In search of Bon Chow 2

So the Hanoi airport is pretty dead. We buy some "fruit chips" (fruit apparently includes yam and taro, as well as banana, pineapple, and some less recognizable things). Straightforward flight to Siem Reap, Cambodia. Oddly, Vietnamese Airlines (the only ones that do this flight, and WAY overpriced) serves meals and free beer even on this 1.5 hour flight, and then gives us survey forms to fill out, rating their service, courtesy, and....attractiveness of flight attendants? What? Hair and makeup, to be rated poor to excellent? This would TOTALLY not be kosher in the US.

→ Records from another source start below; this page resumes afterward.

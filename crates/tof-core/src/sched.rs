//! One-shot deferred work on a background thread.

use std::sync::{Arc, Condvar, Mutex, PoisonError};
use std::thread::{self, JoinHandle};
use std::time::Duration;

use tracing::debug;

struct CancelFlag {
    cancelled: Mutex<bool>,
    wake: Condvar,
}

/// Handle to work scheduled with [`schedule`]. Dropping the handle leaves
/// the work armed; call [`ScheduledTask::cancel`] to disarm it.
pub struct ScheduledTask {
    name: String,
    flag: Arc<CancelFlag>,
    handle: Option<JoinHandle<()>>,
}

/// Run `work` on a named thread after `delay`, unless cancelled first.
pub fn schedule<F>(name: &str, delay: Duration, work: F) -> std::io::Result<ScheduledTask>
where
    F: FnOnce() + Send + 'static,
{
    let flag = Arc::new(CancelFlag {
        cancelled: Mutex::new(false),
        wake: Condvar::new(),
    });
    let thread_flag = Arc::clone(&flag);
    let thread_name = name.to_string();

    let handle = thread::Builder::new()
        .name(name.to_string())
        .spawn(move || {
            let guard = thread_flag
                .cancelled
                .lock()
                .unwrap_or_else(PoisonError::into_inner);
            let (guard, _) = thread_flag
                .wake
                .wait_timeout_while(guard, delay, |cancelled| !*cancelled)
                .unwrap_or_else(PoisonError::into_inner);
            let cancelled = *guard;
            drop(guard);

            if cancelled {
                debug!(task = %thread_name, "Deferred work cancelled");
                return;
            }
            debug!(task = %thread_name, "Running deferred work");
            work();
        })?;

    Ok(ScheduledTask {
        name: name.to_string(),
        flag,
        handle: Some(handle),
    })
}

impl ScheduledTask {
    pub fn name(&self) -> &str {
        &self.name
    }

    /// Disarm the task. Has no effect once the work has started.
    pub fn cancel(&self) {
        let mut cancelled = self
            .flag
            .cancelled
            .lock()
            .unwrap_or_else(PoisonError::into_inner);
        *cancelled = true;
        self.flag.wake.notify_all();
    }

    pub fn is_finished(&self) -> bool {
        self.handle.as_ref().is_none_or(|h| h.is_finished())
    }

    /// Wait for the task thread to exit.
    pub fn join(mut self) {
        if let Some(handle) = self.handle.take() {
            let _ = handle.join();
        }
    }
}

#[cfg(test)]
mod tests {
    use super::*;
    use std::sync::atomic::{AtomicUsize, Ordering};
    use std::time::Instant;

    #[test]
    fn test_runs_after_delay() {
        let hits = Arc::new(AtomicUsize::new(0));
        let h = Arc::clone(&hits);
        let start = Instant::now();
        let task = schedule("test-run", Duration::from_millis(20), move || {
            h.fetch_add(1, Ordering::SeqCst);
        })
        .unwrap();
        task.join();
        assert_eq!(hits.load(Ordering::SeqCst), 1);
        assert!(start.elapsed() >= Duration::from_millis(20));
    }

    #[test]
    fn test_cancel_before_delay() {
        let hits = Arc::new(AtomicUsize::new(0));
        let h = Arc::clone(&hits);
        let task = schedule("test-cancel", Duration::from_secs(5), move || {
            h.fetch_add(1, Ordering::SeqCst);
        })
        .unwrap();
        task.cancel();
        let start = Instant::now();
        task.join();
        assert_eq!(hits.load(Ordering::SeqCst), 0);
        assert!(start.elapsed() < Duration::from_secs(5));
    }
}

Siem Reap (the town near the Angkor Wat temple area) is booming, and looks a little bit like Las Vegas. We're in the middle of jungle, with cows grazing freely along the roadsides and rice paddies, and these enormous, brand new hotels start rising out of nowhere. And there seem to be hundreds of them. We, of course, are not staying in one of those. We're at the Mandalay Inn, whose motto is "Looks expensive, but not!" For $18/night, we get A/C, but breakfast is not included. Very nice and helpful Burmese owners.

We go to one of the recommended traditional Khmer restaurants, and after perusing the menu, I ask our young waiter for "bon chow and naim" (actually probably more like baan chaaeuw, but these are traditional Cambodian foods that I remember from our days of living in Long Beach with all the Cambodian refugees, and I want to share them with Scott.)

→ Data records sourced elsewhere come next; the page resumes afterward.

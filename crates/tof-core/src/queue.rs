//! Bounded frame queue between the dispatcher and consumers.

use std::collections::VecDeque;

use tracing::warn;

use crate::protocol::Frame;

/// Room for an overflow report plus the frame that overflowed.
pub const MIN_CAPACITY: usize = 2;

/// FIFO of frames with a fixed capacity counted in frames.
///
/// `push` never evicts: a full queue hands the frame back and the caller
/// decides what to drop.
#[derive(Debug)]
pub struct FrameQueue {
    frames: VecDeque<Frame>,
    capacity: usize,
    resets: u64,
}

impl FrameQueue {
    /// Capacities below [`MIN_CAPACITY`] are raised to it.
    pub fn new(capacity: usize) -> Self {
        if capacity < MIN_CAPACITY {
            warn!(requested = capacity, used = MIN_CAPACITY, "Frame queue capacity too small");
        }
        let capacity = capacity.max(MIN_CAPACITY);
        Self {
            frames: VecDeque::with_capacity(capacity),
            capacity,
            resets: 0,
        }
    }

    pub fn push(&mut self, frame: Frame) -> Result<(), Frame> {
        if self.frames.len() >= self.capacity {
            return Err(frame);
        }
        self.frames.push_back(frame);
        Ok(())
    }

    pub fn pop(&mut self) -> Option<Frame> {
        self.frames.pop_front()
    }

    /// Drop every buffered frame.
    pub fn reset(&mut self) {
        self.frames.clear();
        self.resets += 1;
    }

    pub fn len(&self) -> usize {
        self.frames.len()
    }

    pub fn is_empty(&self) -> bool {
        self.frames.is_empty()
    }

    pub fn is_full(&self) -> bool {
        self.frames.len() >= self.capacity
    }

    pub fn capacity(&self) -> usize {
        self.capacity
    }

    /// Times the queue was reset.
    pub fn resets(&self) -> u64 {
        self.resets
    }
}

Our (15-year-old?) waiter cracks up. He finally cannot restrain his giggles, and passes us off to another teenage girl. I don't know if it's my terrible accent, or if I inadverdently said something scandalous, or what. She says they don't have bon chow, so I order something else. The food is all great, but our evening is overshadowed by the five or six waitstaff (all teenage) who spend the rest of the night giggling and saying "bon chooooowwwww" in various exaggerated accents. I still don't know what was so funny.

Finally, our waitress explains that our waiter is from Thailand (or his parents are or something) and he doesn't really speak Khmer well. But then it seems like she's just teasing him because he LOOKS Thai (to her, not to me), or maybe he has a Thai accent - she says my accent is much better than his, which even I know is rubbish. Later, the woman at our hotel said that they were probably just astonished that a tourist would ask for something like that - it's street-market food, and it's very odd that we would know that it exists, let alone the name.

Anyway, the next day I do find my bon chow and naim...at the street market. For 50 cents. And it's even better than I remember.